Saved entries
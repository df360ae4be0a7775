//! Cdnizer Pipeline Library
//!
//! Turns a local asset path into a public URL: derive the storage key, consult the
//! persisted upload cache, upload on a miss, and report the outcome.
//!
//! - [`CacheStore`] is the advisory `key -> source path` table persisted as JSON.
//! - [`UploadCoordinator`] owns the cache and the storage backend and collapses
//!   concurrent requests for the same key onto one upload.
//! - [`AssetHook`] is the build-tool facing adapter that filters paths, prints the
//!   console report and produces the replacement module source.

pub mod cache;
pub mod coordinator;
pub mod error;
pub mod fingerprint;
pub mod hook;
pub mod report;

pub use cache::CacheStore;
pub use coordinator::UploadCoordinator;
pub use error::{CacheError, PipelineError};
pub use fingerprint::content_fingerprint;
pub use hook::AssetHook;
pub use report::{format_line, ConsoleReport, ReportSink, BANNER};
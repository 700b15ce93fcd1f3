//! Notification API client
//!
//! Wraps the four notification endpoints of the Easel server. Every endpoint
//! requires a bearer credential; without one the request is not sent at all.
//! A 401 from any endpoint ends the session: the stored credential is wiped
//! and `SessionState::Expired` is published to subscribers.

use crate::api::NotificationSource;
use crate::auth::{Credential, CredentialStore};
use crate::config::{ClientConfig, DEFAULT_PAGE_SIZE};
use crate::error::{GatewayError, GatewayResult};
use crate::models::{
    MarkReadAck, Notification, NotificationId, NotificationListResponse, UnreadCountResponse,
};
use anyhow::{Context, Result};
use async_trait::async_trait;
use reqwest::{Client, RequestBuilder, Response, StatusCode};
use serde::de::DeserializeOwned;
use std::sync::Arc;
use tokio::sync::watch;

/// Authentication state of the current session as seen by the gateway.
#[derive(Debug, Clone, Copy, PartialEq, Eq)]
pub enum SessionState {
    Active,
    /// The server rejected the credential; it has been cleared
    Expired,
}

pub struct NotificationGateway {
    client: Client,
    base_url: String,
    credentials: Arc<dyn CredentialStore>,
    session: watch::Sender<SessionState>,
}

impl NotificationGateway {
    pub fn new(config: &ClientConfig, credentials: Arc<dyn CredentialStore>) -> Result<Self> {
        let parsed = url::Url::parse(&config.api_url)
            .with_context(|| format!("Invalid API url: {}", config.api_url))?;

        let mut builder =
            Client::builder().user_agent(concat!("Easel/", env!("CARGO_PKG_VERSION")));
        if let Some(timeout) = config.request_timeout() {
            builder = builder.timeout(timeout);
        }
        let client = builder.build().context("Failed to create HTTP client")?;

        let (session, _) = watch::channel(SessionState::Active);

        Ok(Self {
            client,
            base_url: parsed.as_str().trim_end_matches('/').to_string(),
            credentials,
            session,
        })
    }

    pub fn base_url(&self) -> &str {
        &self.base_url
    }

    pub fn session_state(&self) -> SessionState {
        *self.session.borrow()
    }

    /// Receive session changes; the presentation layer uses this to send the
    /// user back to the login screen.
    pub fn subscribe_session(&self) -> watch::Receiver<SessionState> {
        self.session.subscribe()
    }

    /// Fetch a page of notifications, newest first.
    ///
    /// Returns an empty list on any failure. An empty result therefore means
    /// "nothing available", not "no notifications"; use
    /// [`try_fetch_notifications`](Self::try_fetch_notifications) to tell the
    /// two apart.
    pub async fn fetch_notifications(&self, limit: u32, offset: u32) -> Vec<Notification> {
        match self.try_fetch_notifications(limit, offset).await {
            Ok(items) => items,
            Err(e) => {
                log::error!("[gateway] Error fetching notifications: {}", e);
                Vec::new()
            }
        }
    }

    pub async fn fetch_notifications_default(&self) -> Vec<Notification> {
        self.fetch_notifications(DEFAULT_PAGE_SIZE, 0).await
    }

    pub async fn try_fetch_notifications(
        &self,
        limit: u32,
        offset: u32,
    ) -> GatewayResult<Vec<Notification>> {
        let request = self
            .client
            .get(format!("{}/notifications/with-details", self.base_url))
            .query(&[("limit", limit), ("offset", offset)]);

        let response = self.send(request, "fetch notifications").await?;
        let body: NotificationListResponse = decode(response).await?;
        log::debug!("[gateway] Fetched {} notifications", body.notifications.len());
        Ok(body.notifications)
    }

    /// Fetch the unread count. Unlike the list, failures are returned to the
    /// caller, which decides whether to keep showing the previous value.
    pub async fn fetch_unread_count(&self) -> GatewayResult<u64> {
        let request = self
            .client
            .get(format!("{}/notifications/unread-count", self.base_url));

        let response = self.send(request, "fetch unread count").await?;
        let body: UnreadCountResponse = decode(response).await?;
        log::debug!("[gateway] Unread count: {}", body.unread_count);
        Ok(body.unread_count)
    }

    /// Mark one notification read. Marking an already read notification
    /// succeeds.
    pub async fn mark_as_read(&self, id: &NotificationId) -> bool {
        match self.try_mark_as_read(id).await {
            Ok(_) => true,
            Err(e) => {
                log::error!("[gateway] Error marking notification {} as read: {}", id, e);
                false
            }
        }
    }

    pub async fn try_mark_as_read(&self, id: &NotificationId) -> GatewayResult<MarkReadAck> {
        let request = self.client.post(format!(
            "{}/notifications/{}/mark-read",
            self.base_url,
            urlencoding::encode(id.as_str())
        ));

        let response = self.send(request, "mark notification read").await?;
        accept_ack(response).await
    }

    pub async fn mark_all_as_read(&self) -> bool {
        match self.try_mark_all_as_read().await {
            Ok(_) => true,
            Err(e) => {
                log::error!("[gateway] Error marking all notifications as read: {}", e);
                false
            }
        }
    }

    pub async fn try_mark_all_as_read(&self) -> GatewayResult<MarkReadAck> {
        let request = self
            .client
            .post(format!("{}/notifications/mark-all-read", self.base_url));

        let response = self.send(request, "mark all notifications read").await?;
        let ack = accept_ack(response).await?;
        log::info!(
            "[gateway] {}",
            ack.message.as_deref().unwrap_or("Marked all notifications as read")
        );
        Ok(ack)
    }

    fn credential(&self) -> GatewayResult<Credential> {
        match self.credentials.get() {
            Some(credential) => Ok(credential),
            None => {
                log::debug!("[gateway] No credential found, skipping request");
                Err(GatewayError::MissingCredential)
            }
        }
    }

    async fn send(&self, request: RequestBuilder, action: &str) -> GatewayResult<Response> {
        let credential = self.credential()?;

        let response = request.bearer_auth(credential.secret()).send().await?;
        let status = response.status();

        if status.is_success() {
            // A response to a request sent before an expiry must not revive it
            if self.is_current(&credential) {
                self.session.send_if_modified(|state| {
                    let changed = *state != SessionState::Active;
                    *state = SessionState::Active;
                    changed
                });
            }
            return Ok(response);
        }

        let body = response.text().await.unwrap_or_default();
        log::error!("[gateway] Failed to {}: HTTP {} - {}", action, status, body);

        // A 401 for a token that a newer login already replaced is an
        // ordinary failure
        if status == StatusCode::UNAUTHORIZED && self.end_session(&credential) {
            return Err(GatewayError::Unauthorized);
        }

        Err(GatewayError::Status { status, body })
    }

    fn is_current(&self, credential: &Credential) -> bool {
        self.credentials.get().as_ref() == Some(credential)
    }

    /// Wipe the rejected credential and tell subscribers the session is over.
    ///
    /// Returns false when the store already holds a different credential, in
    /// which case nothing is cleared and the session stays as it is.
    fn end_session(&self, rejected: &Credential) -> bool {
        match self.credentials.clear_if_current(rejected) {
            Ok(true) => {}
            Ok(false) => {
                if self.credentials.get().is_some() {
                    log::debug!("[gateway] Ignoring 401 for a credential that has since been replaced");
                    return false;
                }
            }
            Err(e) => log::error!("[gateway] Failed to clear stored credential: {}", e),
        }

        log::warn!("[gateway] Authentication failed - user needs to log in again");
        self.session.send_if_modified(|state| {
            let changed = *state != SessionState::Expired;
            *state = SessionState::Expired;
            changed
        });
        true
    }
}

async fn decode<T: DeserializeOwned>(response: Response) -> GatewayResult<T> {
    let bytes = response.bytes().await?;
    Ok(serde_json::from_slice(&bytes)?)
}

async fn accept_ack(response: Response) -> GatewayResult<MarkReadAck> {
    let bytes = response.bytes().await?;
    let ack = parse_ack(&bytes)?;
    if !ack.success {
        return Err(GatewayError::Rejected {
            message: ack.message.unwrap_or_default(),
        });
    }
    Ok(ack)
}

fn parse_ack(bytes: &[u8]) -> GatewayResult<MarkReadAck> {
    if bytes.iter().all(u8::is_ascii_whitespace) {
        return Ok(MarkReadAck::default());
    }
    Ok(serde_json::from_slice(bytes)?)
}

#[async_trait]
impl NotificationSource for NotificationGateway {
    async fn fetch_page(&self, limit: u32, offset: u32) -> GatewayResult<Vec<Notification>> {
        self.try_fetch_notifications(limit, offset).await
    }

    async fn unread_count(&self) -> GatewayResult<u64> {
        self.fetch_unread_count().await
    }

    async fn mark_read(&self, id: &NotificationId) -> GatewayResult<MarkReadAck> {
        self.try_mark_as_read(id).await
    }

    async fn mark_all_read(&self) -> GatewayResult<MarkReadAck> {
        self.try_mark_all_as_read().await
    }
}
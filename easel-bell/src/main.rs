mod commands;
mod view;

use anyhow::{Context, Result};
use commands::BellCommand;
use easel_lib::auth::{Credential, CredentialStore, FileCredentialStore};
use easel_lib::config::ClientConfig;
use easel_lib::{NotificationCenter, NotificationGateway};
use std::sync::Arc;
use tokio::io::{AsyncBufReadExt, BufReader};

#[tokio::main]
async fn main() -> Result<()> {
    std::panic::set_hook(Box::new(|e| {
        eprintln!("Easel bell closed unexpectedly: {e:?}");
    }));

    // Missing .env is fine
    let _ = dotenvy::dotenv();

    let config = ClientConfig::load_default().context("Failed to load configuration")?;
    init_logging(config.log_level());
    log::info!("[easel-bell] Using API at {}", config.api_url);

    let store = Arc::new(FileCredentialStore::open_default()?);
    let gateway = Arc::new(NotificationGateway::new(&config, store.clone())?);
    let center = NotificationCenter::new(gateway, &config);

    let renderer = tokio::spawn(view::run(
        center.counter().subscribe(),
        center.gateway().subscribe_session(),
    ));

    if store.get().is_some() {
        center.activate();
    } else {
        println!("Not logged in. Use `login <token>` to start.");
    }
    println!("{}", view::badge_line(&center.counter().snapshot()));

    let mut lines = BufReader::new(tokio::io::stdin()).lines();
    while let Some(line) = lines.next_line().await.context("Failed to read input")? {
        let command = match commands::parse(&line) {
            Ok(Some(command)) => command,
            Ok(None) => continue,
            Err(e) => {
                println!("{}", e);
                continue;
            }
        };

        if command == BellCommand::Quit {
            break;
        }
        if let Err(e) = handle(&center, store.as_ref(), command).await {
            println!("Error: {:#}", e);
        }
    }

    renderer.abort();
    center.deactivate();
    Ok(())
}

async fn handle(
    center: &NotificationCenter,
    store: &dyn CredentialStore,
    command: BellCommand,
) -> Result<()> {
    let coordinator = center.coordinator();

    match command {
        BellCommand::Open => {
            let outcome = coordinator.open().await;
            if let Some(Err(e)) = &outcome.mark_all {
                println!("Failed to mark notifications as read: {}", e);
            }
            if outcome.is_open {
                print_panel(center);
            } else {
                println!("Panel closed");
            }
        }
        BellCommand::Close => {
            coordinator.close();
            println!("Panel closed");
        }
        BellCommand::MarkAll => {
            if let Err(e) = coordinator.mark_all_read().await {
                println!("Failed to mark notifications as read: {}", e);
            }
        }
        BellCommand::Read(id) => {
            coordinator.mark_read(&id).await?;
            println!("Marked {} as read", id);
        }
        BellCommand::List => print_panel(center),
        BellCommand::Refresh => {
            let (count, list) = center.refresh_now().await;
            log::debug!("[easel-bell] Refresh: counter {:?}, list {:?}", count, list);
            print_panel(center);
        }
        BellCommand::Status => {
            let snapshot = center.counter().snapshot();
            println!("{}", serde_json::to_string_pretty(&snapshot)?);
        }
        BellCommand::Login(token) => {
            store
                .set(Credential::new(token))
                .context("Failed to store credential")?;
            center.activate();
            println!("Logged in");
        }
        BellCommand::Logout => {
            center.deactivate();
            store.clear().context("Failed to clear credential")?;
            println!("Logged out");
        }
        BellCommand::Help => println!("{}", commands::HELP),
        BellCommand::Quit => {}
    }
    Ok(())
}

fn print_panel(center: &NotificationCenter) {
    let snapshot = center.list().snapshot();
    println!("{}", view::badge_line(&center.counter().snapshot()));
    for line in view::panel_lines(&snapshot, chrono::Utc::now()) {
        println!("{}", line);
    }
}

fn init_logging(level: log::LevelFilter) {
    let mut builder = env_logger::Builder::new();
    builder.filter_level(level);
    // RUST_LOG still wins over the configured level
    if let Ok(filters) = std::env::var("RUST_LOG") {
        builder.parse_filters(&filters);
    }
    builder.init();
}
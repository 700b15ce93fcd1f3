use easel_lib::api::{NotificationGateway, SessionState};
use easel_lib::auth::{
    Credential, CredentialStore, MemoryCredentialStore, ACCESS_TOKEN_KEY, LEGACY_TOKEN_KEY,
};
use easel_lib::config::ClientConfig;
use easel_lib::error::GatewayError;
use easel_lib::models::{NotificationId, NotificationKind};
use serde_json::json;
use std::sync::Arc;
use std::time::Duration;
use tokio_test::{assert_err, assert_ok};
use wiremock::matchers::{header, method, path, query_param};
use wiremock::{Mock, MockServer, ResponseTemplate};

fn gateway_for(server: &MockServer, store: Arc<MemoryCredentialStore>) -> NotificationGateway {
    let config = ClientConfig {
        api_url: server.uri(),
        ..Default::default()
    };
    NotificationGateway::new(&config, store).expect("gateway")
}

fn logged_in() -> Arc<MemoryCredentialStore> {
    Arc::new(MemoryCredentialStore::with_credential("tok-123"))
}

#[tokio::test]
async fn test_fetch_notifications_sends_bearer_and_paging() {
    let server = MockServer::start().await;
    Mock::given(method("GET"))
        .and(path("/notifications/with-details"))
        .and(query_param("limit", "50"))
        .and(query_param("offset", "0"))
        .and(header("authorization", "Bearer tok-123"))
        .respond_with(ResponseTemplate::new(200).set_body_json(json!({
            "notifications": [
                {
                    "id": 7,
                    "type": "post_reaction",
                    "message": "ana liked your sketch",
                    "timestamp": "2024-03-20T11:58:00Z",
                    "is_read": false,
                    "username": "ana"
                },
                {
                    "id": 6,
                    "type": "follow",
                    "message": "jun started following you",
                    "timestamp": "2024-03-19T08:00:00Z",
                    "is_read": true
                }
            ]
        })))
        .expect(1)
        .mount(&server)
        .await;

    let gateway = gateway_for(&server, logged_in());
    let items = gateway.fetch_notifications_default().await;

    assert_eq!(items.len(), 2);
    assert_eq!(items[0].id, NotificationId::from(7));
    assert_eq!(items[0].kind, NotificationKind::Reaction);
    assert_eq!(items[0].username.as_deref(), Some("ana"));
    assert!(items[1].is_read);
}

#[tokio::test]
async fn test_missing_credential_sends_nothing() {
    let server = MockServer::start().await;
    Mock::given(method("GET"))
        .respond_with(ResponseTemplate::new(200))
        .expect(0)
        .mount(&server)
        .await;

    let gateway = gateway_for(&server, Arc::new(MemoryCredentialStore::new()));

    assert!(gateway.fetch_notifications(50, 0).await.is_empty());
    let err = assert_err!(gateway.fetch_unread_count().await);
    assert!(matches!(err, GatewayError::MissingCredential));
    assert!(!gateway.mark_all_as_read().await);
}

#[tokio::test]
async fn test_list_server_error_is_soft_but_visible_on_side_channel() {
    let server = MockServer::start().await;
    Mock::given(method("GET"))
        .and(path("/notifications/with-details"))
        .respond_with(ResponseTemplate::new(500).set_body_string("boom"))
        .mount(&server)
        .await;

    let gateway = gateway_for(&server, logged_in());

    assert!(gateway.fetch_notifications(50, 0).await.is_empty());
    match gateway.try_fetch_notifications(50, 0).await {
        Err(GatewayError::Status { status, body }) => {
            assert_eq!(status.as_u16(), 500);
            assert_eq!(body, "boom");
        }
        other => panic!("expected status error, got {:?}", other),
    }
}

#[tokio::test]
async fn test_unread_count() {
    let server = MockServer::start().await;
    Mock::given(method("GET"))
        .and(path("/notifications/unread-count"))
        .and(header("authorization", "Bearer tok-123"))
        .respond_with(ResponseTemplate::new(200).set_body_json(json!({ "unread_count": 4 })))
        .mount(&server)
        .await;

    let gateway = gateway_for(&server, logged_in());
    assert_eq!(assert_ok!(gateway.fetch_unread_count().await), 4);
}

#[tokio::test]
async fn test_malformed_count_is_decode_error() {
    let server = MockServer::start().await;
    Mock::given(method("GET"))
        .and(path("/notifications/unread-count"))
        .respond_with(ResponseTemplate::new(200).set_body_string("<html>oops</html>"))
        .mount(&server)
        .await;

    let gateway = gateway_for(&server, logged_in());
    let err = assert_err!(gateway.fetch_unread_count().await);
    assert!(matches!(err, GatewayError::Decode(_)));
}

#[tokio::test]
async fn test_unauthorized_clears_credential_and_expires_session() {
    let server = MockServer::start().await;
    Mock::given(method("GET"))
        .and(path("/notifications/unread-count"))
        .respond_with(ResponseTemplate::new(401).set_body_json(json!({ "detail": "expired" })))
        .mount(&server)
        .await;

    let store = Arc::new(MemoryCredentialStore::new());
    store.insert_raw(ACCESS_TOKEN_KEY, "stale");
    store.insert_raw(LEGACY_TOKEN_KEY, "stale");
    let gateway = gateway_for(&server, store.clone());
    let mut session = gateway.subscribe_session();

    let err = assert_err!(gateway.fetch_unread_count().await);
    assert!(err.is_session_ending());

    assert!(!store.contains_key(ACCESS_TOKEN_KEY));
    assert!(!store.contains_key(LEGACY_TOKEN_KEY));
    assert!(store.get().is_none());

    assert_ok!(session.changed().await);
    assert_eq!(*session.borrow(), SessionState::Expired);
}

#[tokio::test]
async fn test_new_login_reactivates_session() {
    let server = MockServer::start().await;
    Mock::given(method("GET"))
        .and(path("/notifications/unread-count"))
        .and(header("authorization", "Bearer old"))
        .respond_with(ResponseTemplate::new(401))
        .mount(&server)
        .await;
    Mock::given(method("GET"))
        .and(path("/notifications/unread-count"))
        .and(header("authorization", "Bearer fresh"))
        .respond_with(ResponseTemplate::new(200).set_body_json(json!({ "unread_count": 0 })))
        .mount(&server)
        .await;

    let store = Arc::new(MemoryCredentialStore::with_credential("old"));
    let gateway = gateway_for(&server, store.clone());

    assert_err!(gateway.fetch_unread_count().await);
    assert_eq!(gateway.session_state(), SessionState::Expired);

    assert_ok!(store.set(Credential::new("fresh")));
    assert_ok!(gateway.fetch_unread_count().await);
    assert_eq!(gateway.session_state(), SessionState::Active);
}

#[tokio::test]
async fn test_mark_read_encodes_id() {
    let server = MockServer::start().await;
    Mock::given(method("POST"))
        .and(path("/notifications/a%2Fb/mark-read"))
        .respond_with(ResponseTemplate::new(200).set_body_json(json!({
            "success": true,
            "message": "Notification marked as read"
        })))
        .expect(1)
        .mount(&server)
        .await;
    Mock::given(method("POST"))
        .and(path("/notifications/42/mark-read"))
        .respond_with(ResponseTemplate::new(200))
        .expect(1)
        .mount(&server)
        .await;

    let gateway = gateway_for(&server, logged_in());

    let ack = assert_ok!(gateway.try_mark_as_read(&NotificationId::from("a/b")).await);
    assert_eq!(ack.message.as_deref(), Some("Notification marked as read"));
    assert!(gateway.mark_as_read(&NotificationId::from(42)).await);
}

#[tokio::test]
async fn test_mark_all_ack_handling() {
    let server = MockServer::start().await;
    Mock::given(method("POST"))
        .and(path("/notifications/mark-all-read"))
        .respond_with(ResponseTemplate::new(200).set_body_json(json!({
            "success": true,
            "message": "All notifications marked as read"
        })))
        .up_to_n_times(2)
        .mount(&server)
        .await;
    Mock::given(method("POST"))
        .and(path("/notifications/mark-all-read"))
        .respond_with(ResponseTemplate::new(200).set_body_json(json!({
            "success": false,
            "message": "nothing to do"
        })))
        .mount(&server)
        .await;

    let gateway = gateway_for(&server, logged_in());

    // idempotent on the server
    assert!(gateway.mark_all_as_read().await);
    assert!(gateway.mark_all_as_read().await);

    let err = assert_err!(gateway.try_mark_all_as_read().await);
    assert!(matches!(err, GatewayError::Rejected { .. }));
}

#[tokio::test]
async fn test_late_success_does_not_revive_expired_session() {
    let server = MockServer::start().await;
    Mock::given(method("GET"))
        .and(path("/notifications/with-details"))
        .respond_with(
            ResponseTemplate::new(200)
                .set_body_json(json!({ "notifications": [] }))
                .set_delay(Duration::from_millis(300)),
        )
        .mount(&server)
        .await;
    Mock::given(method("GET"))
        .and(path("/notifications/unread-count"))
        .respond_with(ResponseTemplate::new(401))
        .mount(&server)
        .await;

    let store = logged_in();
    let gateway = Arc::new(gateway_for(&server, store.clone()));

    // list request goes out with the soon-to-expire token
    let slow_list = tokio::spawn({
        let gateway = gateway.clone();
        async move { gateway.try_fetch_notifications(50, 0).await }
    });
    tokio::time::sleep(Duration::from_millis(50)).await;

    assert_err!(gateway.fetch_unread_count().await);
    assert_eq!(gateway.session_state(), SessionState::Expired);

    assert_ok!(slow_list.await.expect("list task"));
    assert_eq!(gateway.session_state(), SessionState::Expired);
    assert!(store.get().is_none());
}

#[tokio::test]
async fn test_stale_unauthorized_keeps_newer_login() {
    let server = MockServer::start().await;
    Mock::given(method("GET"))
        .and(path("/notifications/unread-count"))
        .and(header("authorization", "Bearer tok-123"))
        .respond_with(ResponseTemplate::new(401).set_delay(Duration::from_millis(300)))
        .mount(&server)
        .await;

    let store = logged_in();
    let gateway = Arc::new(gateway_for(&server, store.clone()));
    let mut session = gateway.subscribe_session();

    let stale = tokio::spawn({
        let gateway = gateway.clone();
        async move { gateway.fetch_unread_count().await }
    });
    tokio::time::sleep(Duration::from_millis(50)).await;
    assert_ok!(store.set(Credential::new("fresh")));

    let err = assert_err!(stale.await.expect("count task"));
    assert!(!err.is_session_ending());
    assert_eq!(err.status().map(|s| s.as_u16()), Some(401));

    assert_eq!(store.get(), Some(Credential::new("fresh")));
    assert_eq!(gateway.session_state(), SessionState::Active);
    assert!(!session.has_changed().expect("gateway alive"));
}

» **DIRECTIONS FOR THIS TASK**
Reproduce exactly the lines that run from the start of the records to the line with "credential is wiped", both included.

» **YOUR SOLUTION**
repository df360ae4be0a7775
//! Cdnizer Pipeline Library
//!
//! Turns a local asset path into a public URL: derive the storage key, consult the
//! persisted upload cache, upload on a miss, and report the outcome.
//!
//! - [`CacheStore`] is the advisory `key -> source path` table persisted as JSON.
//! - [`UploadCoordinator`] owns the cache and the storage backend and collapses
//!   concurrent requests for the same key onto one upload.
//! - [`AssetHook`] is the build-tool facing adapter that filters paths, prints the
//!   console report and produces the replacement module source.

pub mod cache;
pub mod coordinator;
pub mod error;
pub mod fingerprint;
pub mod hook;
pub mod report;

pub use cache::CacheStore;
pub use coordinator::UploadCoordinator;
pub use error::{CacheError, PipelineError};
pub use fingerprint::content_fingerprint;
pub use hook::AssetHook;
pub use report::{format_line, ConsoleReport, ReportSink, BANNER};
repository 700b15ce93fcd1f3
//! Notification API client
//!
//! Wraps the four notification endpoints of the Easel server. Every endpoint
//! requires a bearer credential; without one the request is not sent at all.
//! A 401 from any endpoint ends the session: the stored credential is wiped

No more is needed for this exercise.